Exercise data Block Start

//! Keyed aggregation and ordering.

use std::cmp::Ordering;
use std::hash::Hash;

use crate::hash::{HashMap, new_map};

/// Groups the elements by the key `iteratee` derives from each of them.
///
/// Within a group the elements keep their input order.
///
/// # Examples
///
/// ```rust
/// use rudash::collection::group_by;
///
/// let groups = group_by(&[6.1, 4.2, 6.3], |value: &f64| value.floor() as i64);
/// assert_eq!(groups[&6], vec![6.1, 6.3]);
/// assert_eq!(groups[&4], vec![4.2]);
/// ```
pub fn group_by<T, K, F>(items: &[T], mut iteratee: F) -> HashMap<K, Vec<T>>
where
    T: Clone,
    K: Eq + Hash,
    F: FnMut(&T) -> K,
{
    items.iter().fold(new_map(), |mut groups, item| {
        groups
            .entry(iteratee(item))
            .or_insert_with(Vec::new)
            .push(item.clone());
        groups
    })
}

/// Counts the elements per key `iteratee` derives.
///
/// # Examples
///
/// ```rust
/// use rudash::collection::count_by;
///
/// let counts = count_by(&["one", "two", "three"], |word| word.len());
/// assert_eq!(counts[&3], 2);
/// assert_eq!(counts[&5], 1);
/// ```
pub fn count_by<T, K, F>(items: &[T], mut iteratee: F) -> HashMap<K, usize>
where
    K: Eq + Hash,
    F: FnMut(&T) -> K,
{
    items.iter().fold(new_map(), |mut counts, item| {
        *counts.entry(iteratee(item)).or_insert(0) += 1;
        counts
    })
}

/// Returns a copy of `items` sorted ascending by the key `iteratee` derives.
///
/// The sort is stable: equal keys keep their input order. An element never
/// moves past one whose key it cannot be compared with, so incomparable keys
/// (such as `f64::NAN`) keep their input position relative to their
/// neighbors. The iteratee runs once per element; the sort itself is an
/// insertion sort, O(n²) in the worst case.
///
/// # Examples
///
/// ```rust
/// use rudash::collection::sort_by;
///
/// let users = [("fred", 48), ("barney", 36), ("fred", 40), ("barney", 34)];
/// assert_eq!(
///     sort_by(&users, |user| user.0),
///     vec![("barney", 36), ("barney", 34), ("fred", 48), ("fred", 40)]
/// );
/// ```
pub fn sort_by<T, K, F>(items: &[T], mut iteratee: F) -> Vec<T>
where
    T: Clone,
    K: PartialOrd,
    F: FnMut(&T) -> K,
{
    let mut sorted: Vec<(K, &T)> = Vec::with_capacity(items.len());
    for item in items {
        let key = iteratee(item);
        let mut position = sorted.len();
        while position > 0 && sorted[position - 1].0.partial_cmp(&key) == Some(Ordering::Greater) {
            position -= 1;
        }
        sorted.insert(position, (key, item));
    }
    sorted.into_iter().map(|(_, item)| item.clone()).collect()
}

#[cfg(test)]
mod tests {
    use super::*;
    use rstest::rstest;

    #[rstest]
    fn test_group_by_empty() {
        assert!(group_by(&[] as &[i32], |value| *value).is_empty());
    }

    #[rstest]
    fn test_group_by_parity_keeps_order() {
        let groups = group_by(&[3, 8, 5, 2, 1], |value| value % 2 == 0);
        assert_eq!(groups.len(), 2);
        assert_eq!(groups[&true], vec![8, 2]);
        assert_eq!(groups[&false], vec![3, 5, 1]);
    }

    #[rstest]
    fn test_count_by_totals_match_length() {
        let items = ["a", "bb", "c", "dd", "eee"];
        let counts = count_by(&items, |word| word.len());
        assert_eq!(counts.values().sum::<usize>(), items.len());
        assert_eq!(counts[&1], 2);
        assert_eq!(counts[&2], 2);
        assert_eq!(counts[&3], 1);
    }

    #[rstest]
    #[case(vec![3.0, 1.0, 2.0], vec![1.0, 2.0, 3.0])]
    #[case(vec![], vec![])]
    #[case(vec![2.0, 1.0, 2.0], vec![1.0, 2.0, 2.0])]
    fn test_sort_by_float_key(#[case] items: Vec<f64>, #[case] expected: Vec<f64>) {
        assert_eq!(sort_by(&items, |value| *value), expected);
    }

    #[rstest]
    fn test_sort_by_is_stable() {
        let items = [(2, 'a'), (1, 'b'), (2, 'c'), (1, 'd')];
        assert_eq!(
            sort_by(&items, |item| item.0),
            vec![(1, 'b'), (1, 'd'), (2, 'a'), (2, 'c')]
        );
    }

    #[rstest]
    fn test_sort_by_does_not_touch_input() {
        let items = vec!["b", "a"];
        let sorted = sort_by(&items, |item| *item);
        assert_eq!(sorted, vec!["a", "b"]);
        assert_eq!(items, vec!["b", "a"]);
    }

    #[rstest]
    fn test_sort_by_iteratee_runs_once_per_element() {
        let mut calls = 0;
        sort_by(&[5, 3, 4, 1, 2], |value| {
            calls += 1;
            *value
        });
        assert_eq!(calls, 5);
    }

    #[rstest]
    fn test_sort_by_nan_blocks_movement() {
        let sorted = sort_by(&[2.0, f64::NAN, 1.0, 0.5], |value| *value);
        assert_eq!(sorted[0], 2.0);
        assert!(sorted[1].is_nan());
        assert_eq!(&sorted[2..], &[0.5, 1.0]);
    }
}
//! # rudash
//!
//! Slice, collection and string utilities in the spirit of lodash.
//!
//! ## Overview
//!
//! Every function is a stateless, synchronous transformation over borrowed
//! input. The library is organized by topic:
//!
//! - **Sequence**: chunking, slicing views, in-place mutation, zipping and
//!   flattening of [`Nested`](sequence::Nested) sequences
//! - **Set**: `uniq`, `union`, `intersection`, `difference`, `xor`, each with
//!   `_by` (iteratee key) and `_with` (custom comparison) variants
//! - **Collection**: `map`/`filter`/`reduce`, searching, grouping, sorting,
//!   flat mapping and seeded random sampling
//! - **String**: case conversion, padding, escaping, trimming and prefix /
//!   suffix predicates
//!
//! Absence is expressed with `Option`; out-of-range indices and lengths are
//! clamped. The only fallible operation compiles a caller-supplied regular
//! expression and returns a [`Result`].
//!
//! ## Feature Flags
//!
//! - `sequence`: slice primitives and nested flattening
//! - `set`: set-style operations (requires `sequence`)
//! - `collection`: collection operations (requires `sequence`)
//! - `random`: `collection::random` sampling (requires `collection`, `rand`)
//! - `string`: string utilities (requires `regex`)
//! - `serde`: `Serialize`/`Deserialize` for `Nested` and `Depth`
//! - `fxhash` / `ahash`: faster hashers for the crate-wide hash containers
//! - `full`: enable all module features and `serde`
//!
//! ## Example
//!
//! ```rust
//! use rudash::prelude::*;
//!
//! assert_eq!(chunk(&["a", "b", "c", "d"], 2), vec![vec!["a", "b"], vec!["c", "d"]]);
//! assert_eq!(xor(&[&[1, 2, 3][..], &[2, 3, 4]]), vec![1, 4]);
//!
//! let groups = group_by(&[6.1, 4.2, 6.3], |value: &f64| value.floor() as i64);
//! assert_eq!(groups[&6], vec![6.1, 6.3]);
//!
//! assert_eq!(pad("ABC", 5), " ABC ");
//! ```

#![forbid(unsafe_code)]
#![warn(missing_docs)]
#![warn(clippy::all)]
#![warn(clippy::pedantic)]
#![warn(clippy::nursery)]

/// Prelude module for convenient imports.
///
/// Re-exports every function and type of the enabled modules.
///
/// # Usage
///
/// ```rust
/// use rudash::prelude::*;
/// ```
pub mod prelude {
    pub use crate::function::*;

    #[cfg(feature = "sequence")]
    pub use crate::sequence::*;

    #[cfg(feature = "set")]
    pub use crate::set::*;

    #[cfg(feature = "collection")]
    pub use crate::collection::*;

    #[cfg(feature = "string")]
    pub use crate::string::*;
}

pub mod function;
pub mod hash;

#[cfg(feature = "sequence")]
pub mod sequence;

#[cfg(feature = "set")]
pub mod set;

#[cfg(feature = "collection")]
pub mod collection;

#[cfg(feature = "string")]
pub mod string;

Exercise data Block End
Exercise data Block Start

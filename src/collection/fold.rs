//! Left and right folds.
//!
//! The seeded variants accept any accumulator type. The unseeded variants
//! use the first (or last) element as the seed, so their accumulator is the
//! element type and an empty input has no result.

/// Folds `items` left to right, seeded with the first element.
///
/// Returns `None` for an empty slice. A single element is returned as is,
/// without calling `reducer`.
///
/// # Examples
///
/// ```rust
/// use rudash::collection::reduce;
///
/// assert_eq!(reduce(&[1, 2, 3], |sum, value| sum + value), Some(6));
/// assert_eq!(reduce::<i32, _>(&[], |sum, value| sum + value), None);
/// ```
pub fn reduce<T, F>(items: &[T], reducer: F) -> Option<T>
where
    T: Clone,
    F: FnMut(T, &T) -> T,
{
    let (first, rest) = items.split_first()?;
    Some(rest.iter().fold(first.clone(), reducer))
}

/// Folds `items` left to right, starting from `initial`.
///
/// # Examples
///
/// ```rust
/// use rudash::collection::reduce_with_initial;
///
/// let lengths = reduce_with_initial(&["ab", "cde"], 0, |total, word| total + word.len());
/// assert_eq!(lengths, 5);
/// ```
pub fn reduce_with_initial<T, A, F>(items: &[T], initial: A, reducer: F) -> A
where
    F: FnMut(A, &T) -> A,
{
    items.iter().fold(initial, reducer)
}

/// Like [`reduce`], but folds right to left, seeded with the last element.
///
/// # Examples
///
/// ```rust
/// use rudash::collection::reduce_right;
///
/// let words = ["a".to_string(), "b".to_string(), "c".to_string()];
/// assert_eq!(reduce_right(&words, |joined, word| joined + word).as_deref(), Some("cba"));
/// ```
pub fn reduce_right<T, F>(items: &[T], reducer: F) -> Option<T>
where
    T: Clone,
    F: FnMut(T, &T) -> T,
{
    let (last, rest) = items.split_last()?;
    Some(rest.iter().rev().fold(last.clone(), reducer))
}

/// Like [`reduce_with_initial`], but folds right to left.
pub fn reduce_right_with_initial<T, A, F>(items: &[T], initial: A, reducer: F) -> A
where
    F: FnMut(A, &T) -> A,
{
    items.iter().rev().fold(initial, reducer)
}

Exercise data Block End

Activity
Would you report every line of the entries above containing the word "position"?

Solved exercise
/// (such as `f64::NAN`) keep their input position relative to their
        let mut position = sorted.len();
        while position > 0 && sorted[position - 1].0.partial_cmp(&key) == Some(Ordering::Greater) {
            position -= 1;
        sorted.insert(position, (key, item));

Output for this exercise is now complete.